◆ **What is being asked**: Write out each line of the records that has "PathBuf" in it.

·····

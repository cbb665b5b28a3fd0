//! Asset and dependency URIs.
//!
//! Assets are identified by a `file://` URI carrying the resolution
//! parameters as query pairs:
//!
//! ```text
//! file:///srv/app/assets/app.coffee?type=application%2Fjavascript&pipeline=self&id=9f2c...
//! ```
//!
//! Dependencies recorded in asset metadata are opaque strings in one of
//! these schemes:
//!
//! | URI                                   | Resolves to                       |
//! |---------------------------------------|-----------------------------------|
//! | `file-digest:///abs/path`             | content or listing digest of path |
//! | `environment-version`                 | digest of the configured version  |
//! | `environment-paths`                   | digest of the load path list      |
//! | `processors:type=..&file_type=..`     | digest of the processor chain     |

use std::fmt;
use std::path::{Path, PathBuf};

use percent_encoding::percent_decode_str;
use url::Url;
use url::form_urlencoded;

use crate::error::{Error, Result};

pub const ENVIRONMENT_VERSION: &str = "environment-version";
pub const ENVIRONMENT_PATHS: &str = "environment-paths";

// =============================================================================
// Asset URI
// =============================================================================

/// Identifier of a (possibly not yet loaded) asset.
#[derive(Debug, Clone, PartialEq, Eq, Hash, PartialOrd, Ord, Default)]
pub struct AssetUri {
    /// Absolute source file path
    pub path: PathBuf,
    /// Requested content type
    pub content_type: Option<String>,
    /// Pipeline name (`self`, `source`, `debug`; `None` = default)
    pub pipeline: Option<String>,
    /// Directory path this `index.*` file stands in for
    pub index_alias: Option<PathBuf>,
    /// Content id, present once the asset has been loaded
    pub id: Option<String>,
}

impl AssetUri {
    pub fn new(path: impl Into<PathBuf>) -> Self {
        Self {
            path: path.into(),
            ..Self::default()
        }
    }

    pub fn with_type(mut self, content_type: impl Into<String>) -> Self {
        self.content_type = Some(content_type.into());
        self
    }

    pub fn with_pipeline(mut self, pipeline: Option<impl Into<String>>) -> Self {
        self.pipeline = pipeline.map(Into::into);
        self
    }

    pub fn with_index_alias(mut self, alias: Option<PathBuf>) -> Self {
        self.index_alias = alias;
        self
    }

    pub fn with_id(mut self, id: impl Into<String>) -> Self {
        self.id = Some(id.into());
        self
    }

    /// Same URI without the content id.
    pub fn without_id(&self) -> Self {
        Self {
            id: None,
            ..self.clone()
        }
    }

    /// Pipeline name, `default` when unset.
    pub fn pipeline_name(&self) -> &str {
        self.pipeline.as_deref().unwrap_or("default")
    }

    /// Parse a `file://` asset URI.
    pub fn parse(s: &str) -> Result<Self> {
        let url = Url::parse(s).map_err(|e| Error::InvalidUri(format!("{s}: {e}")))?;
        if url.scheme() != "file" {
            return Err(Error::InvalidUri(format!("{s}: expected file scheme")));
        }
        let path = decode_path(url.path())?;

        let mut uri = Self::new(path);
        for (key, value) in url.query_pairs() {
            let value = value.into_owned();
            match key.as_ref() {
                "type" => uri.content_type = Some(value),
                "pipeline" => uri.pipeline = Some(value),
                "index_alias" => uri.index_alias = Some(PathBuf::from(value)),
                "id" => uri.id = Some(value),
                other => {
                    return Err(Error::InvalidUri(format!("{s}: unknown parameter '{other}'")));
                }
            }
        }
        Ok(uri)
    }

    fn query_pairs(&self) -> Vec<(&'static str, String)> {
        let mut pairs = Vec::with_capacity(4);
        if let Some(ty) = &self.content_type {
            pairs.push(("type", ty.clone()));
        }
        if let Some(pipeline) = &self.pipeline {
            pairs.push(("pipeline", pipeline.clone()));
        }
        if let Some(alias) = &self.index_alias {
            pairs.push(("index_alias", alias.to_string_lossy().into_owned()));
        }
        if let Some(id) = &self.id {
            pairs.push(("id", id.clone()));
        }
        pairs
    }
}

impl fmt::Display for AssetUri {
    fn fmt(&self, f: &mut fmt::Formatter<'_>) -> fmt::Result {
        write!(f, "{}", file_url("file", &self.path))?;
        let pairs = self.query_pairs();
        if !pairs.is_empty() {
            let query = form_urlencoded::Serializer::new(String::new())
                .extend_pairs(pairs)
                .finish();
            write!(f, "?{query}")?;
        }
        Ok(())
    }
}

impl std::str::FromStr for AssetUri {
    type Err = Error;

    fn from_str(s: &str) -> Result<Self> {
        Self::parse(s)
    }
}

impl serde::Serialize for AssetUri {
    fn serialize<S: serde::Serializer>(&self, serializer: S) -> Result<S::Ok, S::Error> {
        serializer.collect_str(self)
    }
}

impl<'de> serde::Deserialize<'de> for AssetUri {
    fn deserialize<D: serde::Deserializer<'de>>(deserializer: D) -> Result<Self, D::Error> {
        let s = String::deserialize(deserializer)?;
        Self::parse(&s).map_err(serde::de::Error::custom)
    }
}

// =============================================================================
// Dependency URIs
// =============================================================================

/// A parsed dependency URI.
#[derive(Debug, Clone, PartialEq, Eq)]
pub enum DependencyUri {
    FileDigest(PathBuf),
    EnvironmentVersion,
    EnvironmentPaths,
    Processors {
        content_type: String,
        file_type: String,
        pipeline: String,
    },
}

impl DependencyUri {
    pub fn parse(s: &str) -> Result<Self> {
        match s {
            ENVIRONMENT_VERSION => return Ok(Self::EnvironmentVersion),
            ENVIRONMENT_PATHS => return Ok(Self::EnvironmentPaths),
            _ => {}
        }

        if let Some(rest) = s.strip_prefix("file-digest://") {
            let path = rest.split('?').next().unwrap_or_default();
            return Ok(Self::FileDigest(decode_path(path)?));
        }

        if let Some(query) = s.strip_prefix("processors:") {
            let mut content_type = None;
            let mut file_type = None;
            let mut pipeline = None;
            for (key, value) in form_urlencoded::parse(query.as_bytes()) {
                match key.as_ref() {
                    "type" => content_type = Some(value.into_owned()),
                    "file_type" => file_type = Some(value.into_owned()),
                    "pipeline" => pipeline = Some(value.into_owned()),
                    _ => {}
                }
            }
            return match (content_type, file_type) {
                (Some(content_type), Some(file_type)) => Ok(Self::Processors {
                    content_type,
                    file_type,
                    pipeline: pipeline.unwrap_or_else(|| "default".into()),
                }),
                _ => Err(Error::InvalidUri(s.to_string())),
            };
        }

        Err(Error::InvalidUri(format!("{s}: unknown dependency scheme")))
    }
}

impl fmt::Display for DependencyUri {
    fn fmt(&self, f: &mut fmt::Formatter<'_>) -> fmt::Result {
        match self {
            Self::FileDigest(path) => write!(f, "{}", file_url("file-digest", path)),
            Self::EnvironmentVersion => f.write_str(ENVIRONMENT_VERSION),
            Self::EnvironmentPaths => f.write_str(ENVIRONMENT_PATHS),
            Self::Processors {
                content_type,
                file_type,
                pipeline,
            } => {
                let query = form_urlencoded::Serializer::new(String::new())
                    .append_pair("type", content_type)
                    .append_pair("file_type", file_type)
                    .append_pair("pipeline", pipeline)
                    .finish();
                write!(f, "processors:{query}")
            }
        }
    }
}

/// Build a `file-digest://` dependency string for a path.
pub fn file_digest_uri(path: &Path) -> String {
    DependencyUri::FileDigest(path.to_path_buf()).to_string()
}

/// Build a `processors:` dependency string.
pub fn processors_uri(content_type: &str, file_type: &str, pipeline: &str) -> String {
    DependencyUri::Processors {
        content_type: content_type.to_string(),
        file_type: file_type.to_string(),
        pipeline: pipeline.to_string(),
    }
    .to_string()
}

// =============================================================================
// Helpers
// =============================================================================

/// `scheme://` + percent-encoded absolute path.
fn file_url(scheme: &str, path: &Path) -> String {
    let mut url = match Url::parse("file:///") {
        Ok(url) => url,
        Err(_) => return format!("{scheme}://{}", path.display()),
    };
    url.set_path(&path.to_string_lossy());
    format!("{scheme}://{}", url.path())
}

fn decode_path(path: &str) -> Result<PathBuf> {
    let decoded = percent_decode_str(path)
        .decode_utf8()
        .map_err(|e| Error::InvalidUri(format!("{path}: {e}")))?;
    Ok(PathBuf::from(decoded.into_owned()))
}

·····

◆ **Response**:
use std::path::{Path, PathBuf};
    pub path: PathBuf,
    pub index_alias: Option<PathBuf>,
    pub fn new(path: impl Into<PathBuf>) -> Self {
    pub fn with_index_alias(mut self, alias: Option<PathBuf>) -> Self {
                "index_alias" => uri.index_alias = Some(PathBuf::from(value)),
    FileDigest(PathBuf),
fn decode_path(path: &str) -> Result<PathBuf> {
    Ok(PathBuf::from(decoded.into_owned()))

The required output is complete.